INSTITUTIONS : Il reçoit sa lettre diligentée par la présidente de la République à… 22h40 et dénonce la dictature

Me Brian Glover, jusqu’à fort tard dans la nuit de vendredi à samedi derniers encore président de la Commission pour l’égalité des chances (EOC), avoue qu’il s’attendait à ce que le couperet tombe, mais quand même pas à…  22h40 ! Le gouvernement n’a effectivement pas renouvelé son contrat au poste de président, non plus ceux de ses deux assesseurs, MM. Rajeshwur Bhowon et Sameer Mohuddy. C’est, apprenons-nous, dans un tintamarre de sirènes de la police avec des girophares qui aura poussé plus d’un de ses voisins à se réveiller pour regarder par les fenêtres ce qui se passait, que Brian Glover s’est vu remettre sa feuille de route diligentée par la présidente de la République, Ameenah Gurib-Fakim, agissant sur la demande du Premier ministre.

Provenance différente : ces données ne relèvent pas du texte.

//! Duration text coercion.
//!
//! Suffix grammar follows the conventional shell `sleep` argument
//! (`s|m|h|d`, default seconds), extended with sub-second suffixes
//! (`ns|us|ms`) since the value store's `Duration` kind needs finer
//! granularity than a shell `sleep` argument typically does.

use std::time::Duration;

use regex_lite::Regex;

pub fn parse_duration(text: &str) -> Result<Duration, String> {
    let re = Regex::new(r"^(\d+\.?\d*)(ns|us|ms|s|m|h|d)?$").unwrap();
    let caps = re
        .captures(text)
        .ok_or_else(|| format!("invalid duration {text:?}"))?;
    let value: f64 = caps
        .get(1)
        .unwrap()
        .as_str()
        .parse()
        .map_err(|_| format!("invalid duration {text:?}"))?;
    let suffix = caps.get(2).map(|m| m.as_str()).unwrap_or("s");
    let nanos = match suffix {
        "ns" => value,
        "us" => value * 1_000.0,
        "ms" => value * 1_000_000.0,
        "s" => value * 1_000_000_000.0,
        "m" => value * 60.0 * 1_000_000_000.0,
        "h" => value * 3_600.0 * 1_000_000_000.0,
        "d" => value * 86_400.0 * 1_000_000_000.0,
        _ => return Err(format!("invalid duration suffix in {text:?}")),
    };
    Ok(Duration::from_nanos(nanos as u64))
}

#[cfg(test)]
mod tests {
    use super::*;

    #[test]
    fn parses_plain_seconds() {
        assert_eq!(parse_duration("2").unwrap(), Duration::from_secs(2));
    }

    #[test]
    fn parses_minutes() {
        assert_eq!(parse_duration("2m").unwrap(), Duration::from_secs(120));
    }

    #[test]
    fn parses_milliseconds() {
        assert_eq!(parse_duration("250ms").unwrap(), Duration::from_millis(250));
    }

    #[test]
    fn rejects_bad_suffix() {
        assert!(parse_duration("1x").is_err());
    }
}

Il est vrai que le contrat de Brian Glover et de ses assesseurs était officiellent arrivé à expiration depuis dimanche dernier à minuit et que rien n’obligeait le gouvernement de l’alliance Lepep à les reconduire. D’autant que les trois concernés avaient été nommés par l’ancien gouvernement travailliste. Mais, au vu des dossiers brûlants sur lesquels la Commission enquêtait, particulièrement, ceux de la nomination controversée de Mme Vijaya Samputh à la direction de Cardiac Centre par le ministre Anil Gayan et de Youshreen Choomka comme directrice de l’Independant Broadcasting Authority (IBA) l’issue était prévisible. Le sursis de Glover et de ses assesseurs n’a ainsi pas duré plus d’une semaine…

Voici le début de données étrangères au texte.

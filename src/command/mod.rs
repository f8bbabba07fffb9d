//! Command tree
//!
//! The tree is an arena: nodes are addressed by `NodeId` rather than by
//! owned pointers, the same way the teacher keeps its command registry as
//! a flat `HashMap<String, Box<dyn Command>>` instead of nested owned
//! references — it sidesteps Rust's aliasing rules for a structure that
//! needs parent-pointers *and* owned children.
//!
//! Tree shape (names, aliases, nesting, Options bitsets) is mutable only
//! during `Initialize`; after that every `CommandTree` method
//! used by the parser and pipeline takes `&self` and mutates only the
//! `RefCell`-wrapped per-option parse state, never the arena itself.

pub mod flag;
pub mod arg;
mod meta;
mod options;
mod pattern;

use std::cell::RefCell;

use indexmap::IndexMap;

use crate::error::ConfigError;
use crate::pipeline::PipelineSlots;

pub use arg::ArgSlot;
pub use flag::FlagSlot;
pub use meta::MetaValue;
pub use options::CommandOptions;
pub use pattern::{PathPattern, Segment};

/// Arena index into `CommandTree::nodes`.
#[derive(Debug, Clone, Copy, PartialEq, Eq, Hash)]
pub struct NodeId(pub usize);

#[derive(Debug)]
pub struct CommandNode {
    pub name: String,
    pub aliases: Vec<String>,
    pub parent: Option<NodeId>,
    pub children: Vec<NodeId>,
    pub flags: Vec<FlagSlot>,
    pub args: Vec<ArgSlot>,
    pub options: CommandOptions,
    pub category: String,
    pub metadata: RefCell<IndexMap<String, MetaValue>>,
    pub pipeline: PipelineSlots,
    /// Set by `HandleCommandNotFound`; consulted by the
    /// parser when no subcommand matches and tokens remain.
    pub command_not_found: Option<crate::pipeline::CommandNotFoundFn>,
    /// Set during Initialize only; toggled to read-only semantics once
    /// the apply-queue fix point is reached.
    pub(crate) initialized: RefCell<bool>,
}

impl CommandNode {
    fn new(name: impl Into<String>) -> Self {
        Self {
            name: name.into(),
            aliases: Vec::new(),
            parent: None,
            children: Vec::new(),
            flags: Vec::new(),
            args: Vec::new(),
            options: CommandOptions::default(),
            category: String::new(),
            metadata: RefCell::new(IndexMap::new()),
            pipeline: PipelineSlots::default(),
            command_not_found: None,
            initialized: RefCell::new(false),
        }
    }

    pub fn alias(mut self, alias: impl Into<String>) -> Self {
        self.aliases.push(alias.into());
        self
    }

    pub fn category(mut self, category: impl Into<String>) -> Self {
        self.category = category.into();
        self
    }

    pub fn hidden(mut self) -> Self {
        self.options.hidden = true;
        self
    }

    pub fn on_command_not_found(mut self, f: crate::pipeline::CommandNotFoundFn) -> Self {
        self.command_not_found = Some(f);
        self
    }

    pub fn matches_name(&self, token: &str) -> bool {
        self.name == token || self.aliases.iter().any(|a| a == token)
    }

    pub fn is_visible(&self, ancestor_disable_auto_visibility: bool) -> bool {
        if self.options.hidden {
            return false;
        }
        if self.options.visible {
            return true;
        }
        if self.options.disable_auto_visibility || ancestor_disable_auto_visibility {
            return true;
        }
        !self.name.starts_with('_')
    }

    /// Full space-separated path from the root, used in error messages and
    /// for `InternalError`'s context path.
    pub fn path_string(&self, tree: &CommandTree) -> String {
        let mut names = vec![self.name.clone()];
        let mut cur = self.parent;
        while let Some(id) = cur {
            let node = tree.node(id);
            names.push(node.name.clone());
            cur = node.parent;
        }
        names.reverse();
        names.join(" ")
    }
}

#[derive(Debug)]
pub struct CommandTree {
    nodes: Vec<CommandNode>,
    pub root: NodeId,
}

impl CommandTree {
    pub fn new(root_name: impl Into<String>) -> Self {
        let root = CommandNode::new(root_name);
        Self {
            nodes: vec![root],
            root: NodeId(0),
        }
    }

    pub fn node(&self, id: NodeId) -> &CommandNode {
        &self.nodes[id.0]
    }

    pub fn node_mut(&mut self, id: NodeId) -> &mut CommandNode {
        &mut self.nodes[id.0]
    }

    pub fn root_id(&self) -> NodeId {
        self.root
    }

    /// Add a subcommand under `parent`. Valid at any time per spec (tree
    /// mutation is restricted to Initialize by convention, enforced by
    /// callers only invoking this from an Initialize action).
    pub fn add_command(
        &mut self,
        parent: NodeId,
        name: impl Into<String>,
    ) -> Result<NodeId, ConfigError> {
        let name = name.into();
        validate_identifier(&name)?;
        {
            let parent_node = self.node(parent);
            if parent_node.children.iter().any(|c| self.node(*c).matches_name(&name)) {
                return Err(ConfigError::DuplicateName {
                    path: parent_node.path_string(self),
                    name,
                });
            }
        }
        let id = NodeId(self.nodes.len());
        self.nodes.push(CommandNode::new(name));
        self.node_mut(id).parent = Some(parent);
        self.node_mut(parent).children.push(id);
        Ok(id)
    }

    pub fn remove_command(&mut self, parent: NodeId, name: &str) {
        let child = self
            .node(parent)
            .children
            .iter()
            .copied()
            .find(|c| self.node(*c).matches_name(name));
        if let Some(child) = child {
            self.node_mut(parent).children.retain(|c| *c != child);
        }
    }

    pub fn add_flag(&mut self, node: NodeId, flag: FlagSlot) -> Result<(), ConfigError> {
        self.check_name_unique(node, &flag.name, &flag.aliases)?;
        self.node_mut(node).flags.push(flag);
        Ok(())
    }

    pub fn remove_flag(&mut self, node: NodeId, name: &str) {
        self.node_mut(node).flags.retain(|f| f.name != name);
    }

    pub fn add_arg(&mut self, node: NodeId, mut arg: ArgSlot) -> Result<(), ConfigError> {
        self.check_name_unique(node, &arg.name, &[])?;
        let idx = self.node(node).args.len();
        arg.positional_index = idx;
        self.node_mut(node).args.push(arg);
        Ok(())
    }

    pub fn remove_arg(&mut self, node: NodeId, name: &str) {
        self.node_mut(node).args.retain(|a| a.name != name);
        let ids: Vec<usize> = (0..self.node(node).args.len()).collect();
        for (new_idx, _) in ids.iter().enumerate() {
            self.node_mut(node).args[new_idx].positional_index = new_idx;
        }
    }

    fn check_name_unique(
        &self,
        node: NodeId,
        name: &str,
        aliases: &[String],
    ) -> Result<(), ConfigError> {
        validate_identifier(name)?;
        let n = self.node(node);
        let mut all_names: Vec<&str> = Vec::new();
        for f in &n.flags {
            all_names.push(&f.name);
            all_names.extend(f.aliases.iter().map(|s| s.as_str()));
        }
        for a in &n.args {
            all_names.push(&a.name);
        }
        if all_names.contains(&name) || aliases.iter().any(|a| all_names.contains(&a.as_str())) {
            return Err(ConfigError::DuplicateName {
                path: n.path_string(self),
                name: name.to_string(),
            });
        }
        Ok(())
    }

    /// Exact match on name then alias, direct child of `node`.
    pub fn find_child_by_name(&self, node: NodeId, token: &str) -> Option<NodeId> {
        self.node(node)
            .children
            .iter()
            .copied()
            .find(|c| self.node(*c).matches_name(token))
    }

    /// Every flag visible in `node`'s context: its own flags plus every
    /// ancestor flag not marked `NonPersistent`.
    /// Returned in nearest-first order so a locally redeclared name shadows
    /// an ancestor's.
    pub fn visible_flags(&self, node: NodeId) -> Vec<(NodeId, usize)> {
        let mut out = Vec::new();
        let mut seen_names: Vec<&str> = Vec::new();
        let mut cur = Some(node);
        let mut first = true;
        while let Some(id) = cur {
            let n = self.node(id);
            for (i, f) in n.flags.iter().enumerate() {
                if !first && f.options.non_persistent {
                    continue;
                }
                if seen_names.contains(&f.name.as_str()) {
                    continue;
                }
                seen_names.push(&f.name);
                out.push((id, i));
            }
            first = false;
            cur = n.parent;
        }
        out
    }

    /// Path-pattern lookup: `*` any command, `-` any flag,
    /// `-name` a specific flag, `<>` any arg, `<name>` a specific arg.
    /// Pattern matching is right-anchored against the context path; a
    /// leading `*` is implicit.
    pub fn matches_pattern(&self, node: NodeId, pattern: &PathPattern) -> bool {
        pattern.matches_path(&self.path_names(node))
    }

    pub fn path_names(&self, node: NodeId) -> Vec<String> {
        let mut names = vec![self.node(node).name.clone()];
        let mut cur = self.node(node).parent;
        while let Some(id) = cur {
            let n = self.node(id);
            names.push(n.name.clone());
            cur = n.parent;
        }
        names.reverse();
        names
    }
}

/// Flag names must be letters, digits, `-`, `_`, or one of `@ # * + :`
/// (spec invariant 2); whitespace and `&` are invalid.
pub fn validate_identifier(name: &str) -> Result<(), ConfigError> {
    let ok = !name.is_empty()
        && name.chars().all(|c| {
            c.is_ascii_alphanumeric() || matches!(c, '-' | '_' | '@' | '#' | '*' | '+' | ':')
        });
    if ok {
        Ok(())
    } else {
        Err(ConfigError::InvalidIdentifier {
            name: name.to_string(),
        })
    }
}

#[cfg(test)]
mod tests {
    use super::*;

    #[test]
    fn rejects_whitespace_and_ampersand() {
        assert!(validate_identifier("good-name_1").is_ok());
        assert!(validate_identifier("bad name").is_err());
        assert!(validate_identifier("bad&name").is_err());
    }

    #[test]
    fn duplicate_subcommand_name_is_rejected() {
        let mut tree = CommandTree::new("app");
        let root = tree.root_id();
        tree.add_command(root, "sub").unwrap();
        assert!(tree.add_command(root, "sub").is_err());
    }

    #[test]
    fn persistent_flags_are_visible_in_descendants() {
        let mut tree = CommandTree::new("app");
        let root = tree.root_id();
        let sub = tree.add_command(root, "sub").unwrap();
        tree.add_flag(
            root,
            FlagSlot::new("global", Box::new(crate::value::builtins::BoolValue::default())),
        )
        .unwrap();
        let visible = tree.visible_flags(sub);
        assert!(visible
            .iter()
            .any(|(id, i)| tree.node(*id).flags[*i].name == "global"));
    }
}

« Je trouve choquant et très mesquin de la part du gouvernement d’agir de cette façon. Il n’y avait aucune nécessité de faire tout ce tapage à une heure avancée de la nuit pour me remettre une lettre qui aurait pu attendre le lendemain matin. Cela n’aurait absolument rien changé à la donne. Et, c’est à mon fils que j’ai dû expliquer pourquoi la Police est venue faire du bruit devant ma porte. On ne vit plus dans un Etat de droit et si, aujourd’hui, le peuple n’a pas encore réalisé qu’on est en dictature, il ne s’en rendra jamais compte. Quant à moi, cela me motive d’aller encore plus loin dans mon engagement à combattre toute velléité dictatoriale », déclare Brian Glover.
Que devrait-on comprendre par « aller plus loin », si ce n’est un euphémisme pour entrer en politique active. Rappelons que Brian Glover avait ouvertement confié qu’aux dernières élections générales, il avait été pressenti pour une investiture travailliste par Navin Ramgoolam lui-même avant que ce dernier ne joue à l’abonné absent à l’approche du dépôt des candidatures. Dans la mesure où il avait exprimé « sa déception » de Paul Bérenger, un homme dont il disait admirer jadis, Brian Glover reviendrait-il à ses anciennes amours ? A la question, l’intéressé répond : « Je crois que le pays a besoin d’un nouveau souffle. »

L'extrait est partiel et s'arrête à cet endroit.